YOUR ASSIGNMENT:
Your answer is every line of the material below in which the string "RoadsCell" occurs.
....
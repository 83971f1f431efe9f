//! City cells
//!
//! A cell is the region enclosed by one minimal cycle of the primary road
//! network. Its profile, derived from the distance to the city center,
//! decides what fills it: a lake, secondary roads only, or secondary roads
//! split into blocks and lots.

pub mod growth;
pub mod lake;

pub use growth::{GrowthState, RoadsCell};
pub use lake::{Basin, LakeCell};

use std::fmt;
use std::str::FromStr;

use rand::Rng;
use tracing::{debug, warn};

#[cfg(feature = "serde")]
use serde::{Deserialize, Serialize};

use crate::block::{Block, Lot};
use crate::error::CityError;
use crate::geometry::{cycle_pairs, Point, Polygon};
use crate::graph::{planar_graph_cycles, PlanarGraph};
use crate::roads::RoadNetwork;
use crate::terrain::HeightField;

/// Classification of a cell
#[cfg_attr(feature = "serde", derive(Serialize, Deserialize))]
#[derive(Debug, Clone, Copy, PartialEq, Eq, Hash, PartialOrd, Ord)]
pub enum CellProfile {
    /// Dense downtown grid
    Urban,
    /// Looser residential network
    Suburban,
    /// Sparse roads without blocks
    Rural,
    /// Water body, no roads
    Lake,
}

impl CellProfile {
    /// Profile for a remoteness value (distance to the city center over the
    /// terrain diagonal)
    pub fn from_remoteness(remoteness: f64) -> Self {
        if remoteness >= 0.7 {
            Self::Lake
        } else if remoteness >= 0.4 {
            Self::Rural
        } else if remoteness >= 0.2 {
            Self::Suburban
        } else {
            Self::Urban
        }
    }

    /// Name used in configuration and logs
    pub fn as_str(&self) -> &'static str {
        match self {
            Self::Urban => "urban",
            Self::Suburban => "suburban",
            Self::Rural => "rural",
            Self::Lake => "lake",
        }
    }

    /// Secondary growth parameters, or `None` for lakes
    pub fn control(&self) -> Option<ControlProfile> {
        use std::f64::consts::PI;

        match self {
            Self::Urban => Some(ControlProfile {
                segment_size: 30.0,
                snap_size: 20.0,
                degree: 3,
                span_angle: 3.0 * PI / 2.0,
                angle_deviation: 0.0,
                join_probability: 1.0,
                starting_points: 4,
                max_rounds: 40,
            }),
            Self::Suburban => Some(ControlProfile {
                segment_size: 45.0,
                snap_size: 25.0,
                degree: 2,
                span_angle: PI,
                angle_deviation: 0.2,
                join_probability: 0.6,
                starting_points: 3,
                max_rounds: 25,
            }),
            Self::Rural => Some(ControlProfile {
                segment_size: 70.0,
                snap_size: 30.0,
                degree: 2,
                span_angle: PI,
                angle_deviation: 0.4,
                join_probability: 0.3,
                starting_points: 2,
                max_rounds: 15,
            }),
            Self::Lake => None,
        }
    }
}

impl fmt::Display for CellProfile {
    fn fmt(&self, f: &mut fmt::Formatter<'_>) -> fmt::Result {
        f.write_str(self.as_str())
    }
}

impl FromStr for CellProfile {
    type Err = CityError;

    fn from_str(s: &str) -> Result<Self, Self::Err> {
        match s.to_ascii_lowercase().as_str() {
            "urban" => Ok(Self::Urban),
            "suburban" => Ok(Self::Suburban),
            "rural" => Ok(Self::Rural),
            "lake" => Ok(Self::Lake),
            _ => Err(CityError::UnknownProfile(s.to_string())),
        }
    }
}

/// Parameters of secondary road growth
#[cfg_attr(feature = "serde", derive(Serialize, Deserialize))]
#[derive(Debug, Clone, Copy, PartialEq)]
pub struct ControlProfile {
    /// Length of every grown segment
    pub segment_size: f64,
    /// Distance under which a candidate snaps onto existing geometry
    pub snap_size: f64,
    /// Branches attempted per extremity
    pub degree: usize,
    /// Angular span shared by the branches (radians)
    pub span_angle: f64,
    /// Standard deviation of the branch position within its sector
    pub angle_deviation: f64,
    /// Probability that a rejected candidate joins the geometry it hit
    pub join_probability: f64,
    /// Number of boundary roads seeding the growth
    pub starting_points: usize,
    /// Growth round cap
    pub max_rounds: usize,
}

/// Boundary of a cell at two levels of detail
///
/// The high-level polygon joins the intersections by straight edges and is
/// always clockwise. `edge_roads[i]` is the road polyline along high-level
/// edge `i`, running in the same direction.
#[derive(Debug, Clone, PartialEq)]
pub struct CellBoundary {
    high: Polygon,
    edge_roads: Vec<Vec<Point>>,
}

impl CellBoundary {
    /// Boundary of a primary cycle, traced along the network's roads
    pub fn from_network(cycle: &[Point], network: &RoadNetwork) -> Self {
        let mut high = Polygon::new(cycle.to_vec());
        high.make_clockwise();
        let edge_roads = high
            .edges()
            .map(|(a, b)| network.oriented_road_for_edge(a, b).unwrap_or_else(|| vec![a, b]))
            .collect();
        Self { high, edge_roads }
    }

    /// Boundary whose roads are the straight edges cut into `pieces` samples
    pub fn straight(polygon: Polygon, pieces: usize) -> Self {
        let mut high = polygon;
        high.make_clockwise();
        let pieces = pieces.max(1);
        let edge_roads = high
            .edges()
            .map(|(a, b)| {
                (0..=pieces)
                    .map(|i| {
                        let t = i as f64 / pieces as f64;
                        Point::from(a.vec().lerp(b.vec(), t))
                    })
                    .collect()
            })
            .collect();
        Self { high, edge_roads }
    }

    /// Clockwise polygon through the intersections
    #[inline]
    pub fn high(&self) -> &Polygon {
        &self.high
    }

    /// Road polylines along the high-level edges
    #[inline]
    pub fn edge_roads(&self) -> &[Vec<Point>] {
        &self.edge_roads
    }

    /// Closed ring of all road samples around the cell
    pub fn low_cycle(&self) -> Vec<Point> {
        self.edge_roads
            .iter()
            .flat_map(|road| road.iter().take(road.len().saturating_sub(1)).copied())
            .collect()
    }
}

/// Land cell whose secondary roads enclose blocks
#[derive(Debug, Clone)]
pub struct BlocksCell {
    roads: RoadsCell,
    blocks: Vec<Block>,
}

impl BlocksCell {
    /// Extract blocks from grown roads and subdivide them into lots
    ///
    /// Blocks are the minimal cycles of the secondary roads together with the
    /// med-cycle. If extraction fails on this cell the cell keeps its roads
    /// but has no blocks.
    pub fn generate<R: Rng + ?Sized>(roads: RoadsCell, rng: &mut R) -> Self {
        let mut graph: PlanarGraph = roads.graph().clone();
        for (a, b) in cycle_pairs(&roads.med_cycle()) {
            graph.add_edge(a, b);
        }

        let cycles = match planar_graph_cycles(graph) {
            Ok(cycles) => cycles,
            Err(err) => {
                warn!(profile = %roads.profile(), error = %err, "skipping block extraction");
                Vec::new()
            }
        };

        let blocks: Vec<Block> = cycles
            .into_iter()
            .map(|cycle| {
                let mut block = Block::new(cycle);
                block.generate(roads.profile(), rng);
                block
            })
            .collect();

        debug!(
            blocks = blocks.len(),
            valid = blocks.iter().filter(|b| b.is_valid()).count(),
            lots = blocks.iter().map(|b| b.lots().len()).sum::<usize>(),
            "subdivided cell"
        );

        Self { roads, blocks }
    }

    /// Secondary roads
    #[inline]
    pub fn roads(&self) -> &RoadsCell {
        &self.roads
    }

    /// All extracted blocks, valid or not
    #[inline]
    pub fn blocks(&self) -> &[Block] {
        &self.blocks
    }
}

/// Generated content of a cell
#[derive(Debug, Clone)]
pub enum Cell {
    /// Carved lake
    Lake(LakeCell),
    /// Secondary roads only
    Roads(RoadsCell),
    /// Secondary roads, blocks and lots
    Blocks(BlocksCell),
}

impl Cell {
    /// Fill a cell according to its profile
    ///
    /// Lakes and secondary roads rewrite the terrain locally.
    pub fn generate<R: Rng + ?Sized>(
        boundary: CellBoundary,
        profile: CellProfile,
        terrain: &mut HeightField,
        rng: &mut R,
    ) -> Self {
        let Some(control) = profile.control() else {
            return Self::Lake(LakeCell::generate(boundary, terrain, rng));
        };

        let mut roads = RoadsCell::new(boundary, profile, control);
        roads.generate(terrain, rng);

        match profile {
            CellProfile::Urban | CellProfile::Suburban => Self::Blocks(BlocksCell::generate(roads, rng)),
            _ => Self::Roads(roads),
        }
    }

    /// Classification of the cell
    pub fn profile(&self) -> CellProfile {
        match self {
            Self::Lake(_) => CellProfile::Lake,
            Self::Roads(roads) => roads.profile(),
            Self::Blocks(blocks) => blocks.roads().profile(),
        }
    }

    /// Cell boundary
    pub fn boundary(&self) -> &CellBoundary {
        match self {
            Self::Lake(lake) => lake.boundary(),
            Self::Roads(roads) => roads.boundary(),
            Self::Blocks(blocks) => blocks.roads().boundary(),
        }
    }

    /// Secondary road graph, if the cell has roads
    pub fn secondary_roads(&self) -> Option<&PlanarGraph> {
        match self {
            Self::Lake(_) => None,
            Self::Roads(roads) => Some(roads.graph()),
            Self::Blocks(blocks) => Some(blocks.roads().graph()),
        }
    }

    /// Blocks of the cell (empty for lakes and road-only cells)
    pub fn blocks(&self) -> &[Block] {
        match self {
            Self::Blocks(blocks) => blocks.blocks(),
            _ => &[],
        }
    }

    /// Lots of every valid block
    pub fn lots(&self) -> impl Iterator<Item = &Lot> + '_ {
        self.blocks().iter().flat_map(|block| block.lots().iter())
    }

    /// Lake data, if this is a lake cell
    pub fn lake(&self) -> Option<&LakeCell> {
        match self {
            Self::Lake(lake) => Some(lake),
            _ => None,
        }
    }
}

#[cfg(test)]
mod tests {
    use super::*;
    use crate::config::TerrainConfig;
    use rand::SeedableRng;
    use rand_chacha::ChaCha8Rng;

    fn square(size: f64) -> Polygon {
        // Counterclockwise on purpose
        Polygon::new(vec![
            Point::new(0.0, 0.0),
            Point::new(size, 0.0),
            Point::new(size, size),
            Point::new(0.0, size),
        ])
    }

    #[test]
    fn test_profile_from_remoteness() {
        assert_eq!(CellProfile::from_remoteness(0.0), CellProfile::Urban);
        assert_eq!(CellProfile::from_remoteness(0.2), CellProfile::Suburban);
        assert_eq!(CellProfile::from_remoteness(0.39), CellProfile::Suburban);
        assert_eq!(CellProfile::from_remoteness(0.4), CellProfile::Rural);
        assert_eq!(CellProfile::from_remoteness(0.7), CellProfile::Lake);
        assert_eq!(CellProfile::from_remoteness(2.0), CellProfile::Lake);
    }

    #[test]
    fn test_profile_parsing() {
        assert_eq!("Urban".parse::<CellProfile>().unwrap(), CellProfile::Urban);
        assert_eq!("lake".parse::<CellProfile>().unwrap(), CellProfile::Lake);
        assert_eq!(
            "downtown".parse::<CellProfile>(),
            Err(CityError::UnknownProfile("downtown".to_string()))
        );
        for profile in [CellProfile::Urban, CellProfile::Suburban, CellProfile::Rural, CellProfile::Lake] {
            assert_eq!(profile.to_string().parse::<CellProfile>().unwrap(), profile);
        }
    }

    #[test]
    fn test_control_profiles() {
        let urban = CellProfile::Urban.control().unwrap();
        assert_eq!(urban.segment_size, 30.0);
        assert_eq!(urban.snap_size, 20.0);
        assert_eq!(urban.degree, 3);
        assert_eq!(urban.join_probability, 1.0);
        assert!(CellProfile::Lake.control().is_none());

        let suburban = CellProfile::Suburban.control().unwrap();
        let rural = CellProfile::Rural.control().unwrap();
        assert!(suburban.segment_size > urban.segment_size);
        assert!(rural.segment_size > suburban.segment_size);
    }

    #[test]
    fn test_straight_boundary_is_clockwise() {
        let boundary = CellBoundary::straight(square(100.0), 4);
        assert!(boundary.high().is_clockwise());
        assert_eq!(boundary.edge_roads().len(), 4);
        for ((a, b), road) in boundary.high().edges().zip(boundary.edge_roads()) {
            assert_eq!(road.first(), Some(&a));
            assert_eq!(road.last(), Some(&b));
        }
        assert_eq!(boundary.low_cycle().len(), 16);
    }

    #[test]
    fn test_cell_variants_follow_profile() {
        let mut rng = ChaCha8Rng::seed_from_u64(2);
        let mut terrain = HeightField::new(TerrainConfig {
            resolution: 5,
            side_length: 400.0,
            ..TerrainConfig::default()
        });
        terrain.generate(&mut rng);

        let boundary = || CellBoundary::straight(square(300.0), 10);

        let lake = Cell::generate(boundary(), CellProfile::Lake, &mut terrain, &mut rng);
        assert!(matches!(lake, Cell::Lake(_)));
        assert!(lake.secondary_roads().is_none());

        let rural = Cell::generate(boundary(), CellProfile::Rural, &mut terrain, &mut rng);
        assert!(matches!(rural, Cell::Roads(_)));
        assert!(rural.blocks().is_empty());

        let urban = Cell::generate(boundary(), CellProfile::Urban, &mut terrain, &mut rng);
        assert!(matches!(urban, Cell::Blocks(_)));
        assert_eq!(urban.profile(), CellProfile::Urban);
        assert!(urban.secondary_roads().unwrap().edge_count() > 0);
    }

    #[test]
    fn test_urban_cell_produces_lots() {
        let mut total_lots = 0;
        for seed in 0..4 {
            let mut rng = ChaCha8Rng::seed_from_u64(seed);
            let mut terrain = HeightField::new(TerrainConfig {
                resolution: 5,
                side_length: 400.0,
                ..TerrainConfig::default()
            });
            terrain.generate(&mut rng);

            let cell = Cell::generate(
                CellBoundary::straight(square(300.0), 10),
                CellProfile::Urban,
                &mut terrain,
                &mut rng,
            );
            assert!(!cell.blocks().is_empty(), "seed {}", seed);
            for block in cell.blocks() {
                assert!(block.polygon().is_clockwise());
                assert_eq!(block.is_valid(), block.contracted().is_some());
                if !block.is_valid() {
                    assert!(block.lots().is_empty());
                }
            }
            for lot in cell.lots() {
                assert!(lot.polygon().area() > 0.0);
                assert!(lot.archetype().is_some());
                assert!(lot.outer_edges().iter().any(|&o| o));
            }
            total_lots += cell.lots().count();
        }
        assert!(total_lots > 0);
    }
}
....
RESPONSE BELOW:
pub use growth::{GrowthState, RoadsCell};
    roads: RoadsCell,
    pub fn generate<R: Rng + ?Sized>(roads: RoadsCell, rng: &mut R) -> Self {
    pub fn roads(&self) -> &RoadsCell {
    Roads(RoadsCell),
        let mut roads = RoadsCell::new(boundary, profile, control);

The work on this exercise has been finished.